Permeabilities of chimeras and deletion mutants. (A) Construction of chimeras and deletion mutants. The extracellular loops between transmembrane helices 5 and 6 are termed “Z” and “m” for the trout and mouse exchangers, respectively. The domains of proteins up and down the major extracellular loops are termed “T” and “M” for the trout and mouse, respectively. Thus, wild-type proteins mAE1 and tAE1 are termed “MmM” and “TZT,” respectively. Trout vs. mouse chimeras: MZM, TmT, TZM, MmT (this last chimera, MmT, was not expressed functionally).

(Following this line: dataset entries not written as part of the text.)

//! Tree viewer state and event loop

use crate::tree::{preorder, NodeKind, SyntaxNode, TreeStats};
use crossterm::event::{self, Event, KeyCode, KeyEvent, KeyEventKind};
use ratatui::{
    backend::Backend,
    layout::{Constraint, Direction, Layout},
    Frame, Terminal,
};
use rustc_hash::FxHashSet;
use std::io;

/// One visible line of the tree pane
#[derive(Debug, Clone, Copy)]
pub struct Row<'a> {
    /// Preorder index of the node in the whole tree, stable across folding
    pub id: usize,
    pub depth: usize,
    pub node: &'a SyntaxNode,
}

/// Rows left after hiding the descendants of folded nodes and, unless
/// `show_epsilon` is set, epsilon non-terminals.
pub fn visible_rows<'a>(
    root: &'a SyntaxNode,
    folded: &FxHashSet<usize>,
    show_epsilon: bool,
) -> Vec<Row<'a>> {
    let mut rows = Vec::new();
    let mut hidden_below: Option<usize> = None;

    for (id, (depth, node)) in preorder(root).enumerate() {
        if let Some(fold_depth) = hidden_below {
            if depth > fold_depth {
                continue;
            }
            hidden_below = None;
        }
        if node.kind() == NodeKind::EpsilonNonTerminal && !show_epsilon {
            continue;
        }
        rows.push(Row { id, depth, node });
        if folded.contains(&id) {
            hidden_below = Some(depth);
        }
    }
    rows
}

pub struct App<'a> {
    pub root: &'a SyntaxNode,
    pub stats: TreeStats,
    pub rows: Vec<Row<'a>>,
    pub folded: FxHashSet<usize>,
    pub show_epsilon: bool,

    /// Index into `rows`
    pub selected: usize,
    pub scroll: usize,

    pub should_quit: bool,
    pub status_message: String,
}

impl<'a> App<'a> {
    pub fn new(root: &'a SyntaxNode, show_epsilon: bool) -> Self {
        let folded = FxHashSet::default();
        App {
            root,
            stats: TreeStats::collect(root),
            rows: visible_rows(root, &folded, show_epsilon),
            folded,
            show_epsilon,
            selected: 0,
            scroll: 0,
            should_quit: false,
            status_message: String::from("Ready!"),
        }
    }

    pub fn run<B: Backend>(&mut self, terminal: &mut Terminal<B>) -> io::Result<()> {
        loop {
            terminal.draw(|f| self.render(f))?;

            if self.should_quit {
                break;
            }

            if let Event::Key(key) = event::read()? {
                if key.kind == KeyEventKind::Press {
                    self.handle_key_event(key);
                }
            }
        }

        Ok(())
    }

    pub fn selected_row(&self) -> Option<Row<'a>> {
        self.rows.get(self.selected).copied()
    }

    fn render(&mut self, frame: &mut Frame) {
        let main_chunks = Layout::default()
            .direction(Direction::Vertical)
            .constraints([Constraint::Min(0), Constraint::Length(1)])
            .split(frame.area());

        let columns = Layout::default()
            .direction(Direction::Horizontal)
            .constraints([Constraint::Percentage(65), Constraint::Percentage(35)])
            .split(main_chunks[0]);

        super::panes::render_tree_pane(
            frame,
            columns[0],
            &self.rows,
            self.selected,
            &self.folded,
            &mut self.scroll,
        );

        super::panes::render_details_pane(frame, columns[1], self.selected_row(), &self.stats);

        super::panes::render_status_bar(
            frame,
            main_chunks[1],
            &self.status_message,
            self.selected,
            self.rows.len(),
        );
    }

    pub fn handle_key_event(&mut self, key: KeyEvent) {
        match key.code {
            KeyCode::Char('q') | KeyCode::Char('Q') | KeyCode::Esc => {
                self.should_quit = true;
            }
            KeyCode::Up | KeyCode::Char('k') => {
                self.selected = self.selected.saturating_sub(1);
            }
            KeyCode::Down | KeyCode::Char('j') => {
                if self.selected + 1 < self.rows.len() {
                    self.selected += 1;
                }
            }
            KeyCode::Home => self.selected = 0,
            KeyCode::End => self.selected = self.rows.len().saturating_sub(1),
            KeyCode::Left | KeyCode::Char('h') => self.collapse_or_parent(),
            KeyCode::Right | KeyCode::Char('l') => self.expand_or_child(),
            KeyCode::Char(' ') | KeyCode::Enter => self.toggle_fold(),
            KeyCode::Char('e') => {
                self.show_epsilon = !self.show_epsilon;
                self.refresh();
                self.status_message = if self.show_epsilon {
                    "Showing epsilon nodes".to_string()
                } else {
                    "Hiding epsilon nodes".to_string()
                };
            }
            KeyCode::Char('z') => {
                self.folded.clear();
                self.refresh();
                self.status_message = "Expanded all".to_string();
            }
            _ => {}
        }
    }

    pub fn toggle_fold(&mut self) {
        let Some(row) = self.selected_row() else {
            return;
        };
        if row.node.child_count() == 0 {
            self.status_message = format!("{} has no children", row.node.name());
            return;
        }
        if self.folded.remove(&row.id) {
            self.status_message = format!("Expanded {}", row.node.name());
        } else {
            self.folded.insert(row.id);
            self.status_message = format!("Folded {}", row.node.name());
        }
        self.refresh();
    }

    fn collapse_or_parent(&mut self) {
        let Some(row) = self.selected_row() else {
            return;
        };
        if row.node.child_count() > 0 && !self.folded.contains(&row.id) {
            self.toggle_fold();
            return;
        }
        if let Some(parent) = self.rows[..self.selected]
            .iter()
            .rposition(|r| r.depth < row.depth)
        {
            self.selected = parent;
        }
    }

    fn expand_or_child(&mut self) {
        let Some(row) = self.selected_row() else {
            return;
        };
        if self.folded.contains(&row.id) {
            self.toggle_fold();
        } else if self
            .rows
            .get(self.selected + 1)
            .is_some_and(|next| next.depth > row.depth)
        {
            self.selected += 1;
        }
    }

    /// Rebuild the rows, keeping the selection on the same node when it is
    /// still visible.
    fn refresh(&mut self) {
        let current = self.selected_row().map(|r| r.id);
        self.rows = visible_rows(self.root, &self.folded, self.show_epsilon);
        self.selected = current
            .and_then(|id| self.rows.iter().position(|r| r.id == id))
            .unwrap_or(self.selected)
            .min(self.rows.len().saturating_sub(1));
    }
}

#[cfg(test)]
mod tests {
    use super::*;
    use crossterm::event::KeyModifiers;
    use ratatui::backend::TestBackend;

    fn sample() -> SyntaxNode {
        let stmt = SyntaxNode::non_terminal("Stmt", 2)
            .with_children([
                SyntaxNode::token("RETURN", 2),
                SyntaxNode::int_literal(0, 2),
                SyntaxNode::token("SEMI", 2),
            ])
            .unwrap();
        SyntaxNode::non_terminal("CompSt", 1)
            .with_children([
                SyntaxNode::token("LC", 1),
                SyntaxNode::epsilon("DefList", 2),
                stmt,
                SyntaxNode::token("RC", 3),
            ])
            .unwrap()
    }

    fn press(app: &mut App<'_>, code: KeyCode) {
        app.handle_key_event(KeyEvent::new(code, KeyModifiers::NONE));
    }

    fn names<'a>(app: &App<'a>) -> Vec<&'a str> {
        app.rows.iter().map(|r| r.node.name()).collect()
    }

    #[test]
    fn test_epsilon_rows_hidden_by_default() {
        let root = sample();
        let app = App::new(&root, false);
        assert_eq!(
            names(&app),
            vec!["CompSt", "LC", "Stmt", "RETURN", "INT", "SEMI", "RC"]
        );
        assert_eq!(app.rows[2].id, 3);
    }

    #[test]
    fn test_fold_hides_descendants() {
        let root = sample();
        let mut app = App::new(&root, true);
        press(&mut app, KeyCode::End);
        assert_eq!(app.selected_row().unwrap().node.name(), "RC");

        // Select Stmt and fold it
        app.selected = 3;
        press(&mut app, KeyCode::Char(' '));
        assert_eq!(names(&app), vec!["CompSt", "LC", "DefList", "Stmt", "RC"]);
        assert_eq!(app.selected_row().unwrap().node.name(), "Stmt");

        press(&mut app, KeyCode::Right);
        assert_eq!(app.rows.len(), 8);
    }

    #[test]
    fn test_left_moves_to_parent() {
        let root = sample();
        let mut app = App::new(&root, false);
        app.selected = 4; // INT
        press(&mut app, KeyCode::Left);
        assert_eq!(app.selected_row().unwrap().node.name(), "Stmt");
        press(&mut app, KeyCode::Left);
        assert_eq!(app.rows.len(), 4);
        press(&mut app, KeyCode::Left);
        assert_eq!(app.selected_row().unwrap().node.name(), "CompSt");
    }

    #[test]
    fn test_toggle_epsilon_keeps_selection() {
        let root = sample();
        let mut app = App::new(&root, false);
        app.selected = 2; // Stmt
        press(&mut app, KeyCode::Char('e'));
        assert!(app.show_epsilon);
        assert_eq!(app.selected_row().unwrap().node.name(), "Stmt");
        assert_eq!(app.selected, 3);
    }

    #[test]
    fn test_render_shows_tree() {
        let root = sample();
        let mut app = App::new(&root, false);
        let mut terminal = Terminal::new(TestBackend::new(80, 16)).unwrap();
        terminal.draw(|f| app.render(f)).unwrap();

        let text: String = terminal
            .backend()
            .buffer()
            .content()
            .iter()
            .map(|cell| cell.symbol())
            .collect();
        assert!(text.contains("CompSt (1)"));
        assert!(text.contains("INT: 0"));
    }
}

Deletion mutants: tAE1 z(−) is devoid of amino acids 551–574 located in the extracellular loop between the putative transmembrane helices 5 and 6 of the trout exchanger; tAE1 ΔN is devoid of amino acids 1–311. (B) Correlation between urea permeability and chloride permeability for oocytes expressing several chimeras (TmT, TZM, MZM) or tAE1 mutants [tAE1 Z⁽⁻⁾, tAE1 ΔN]. Values are means from eight individual measurements (sometimes error bars are hidden by symbols). The average equivalent relationships established for tAE1 and mAE1 (see Fig. 4A) are indicated by dotted and dashed lines, respectively, the experimental points being omitted for the purpose of clarity. (C) Inhibitory effect of DIDS on both chloride flux and urea transport in TmT-expressing oocytes. (n = 8.)